[Saved entries]
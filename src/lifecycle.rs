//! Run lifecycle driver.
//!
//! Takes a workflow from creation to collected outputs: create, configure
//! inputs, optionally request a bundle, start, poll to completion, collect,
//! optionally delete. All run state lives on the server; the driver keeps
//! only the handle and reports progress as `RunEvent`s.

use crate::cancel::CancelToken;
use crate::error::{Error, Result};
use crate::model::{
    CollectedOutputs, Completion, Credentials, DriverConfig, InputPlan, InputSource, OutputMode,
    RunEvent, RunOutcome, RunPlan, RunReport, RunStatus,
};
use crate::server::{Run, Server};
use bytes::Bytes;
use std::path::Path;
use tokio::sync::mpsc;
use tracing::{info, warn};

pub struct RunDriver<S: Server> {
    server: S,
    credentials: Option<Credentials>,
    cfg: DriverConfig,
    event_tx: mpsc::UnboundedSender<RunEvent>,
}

- Task brief: Starting at the line that contains "only the handle", copy every line down to the last line of the records above, exactly as written.

- The completed task:
//! only the handle and reports progress as `RunEvent`s.

use crate::cancel::CancelToken;
use crate::error::{Error, Result};
use crate::model::{
    CollectedOutputs, Completion, Credentials, DriverConfig, InputPlan, InputSource, OutputMode,
    RunEvent, RunOutcome, RunPlan, RunReport, RunStatus,
};
use crate::server::{Run, Server};
use bytes::Bytes;
use std::path::Path;
use tokio::sync::mpsc;
use tracing::{info, warn};

pub struct RunDriver<S: Server> {
    server: S,
    credentials: Option<Credentials>,
    cfg: DriverConfig,
    event_tx: mpsc::UnboundedSender<RunEvent>,
}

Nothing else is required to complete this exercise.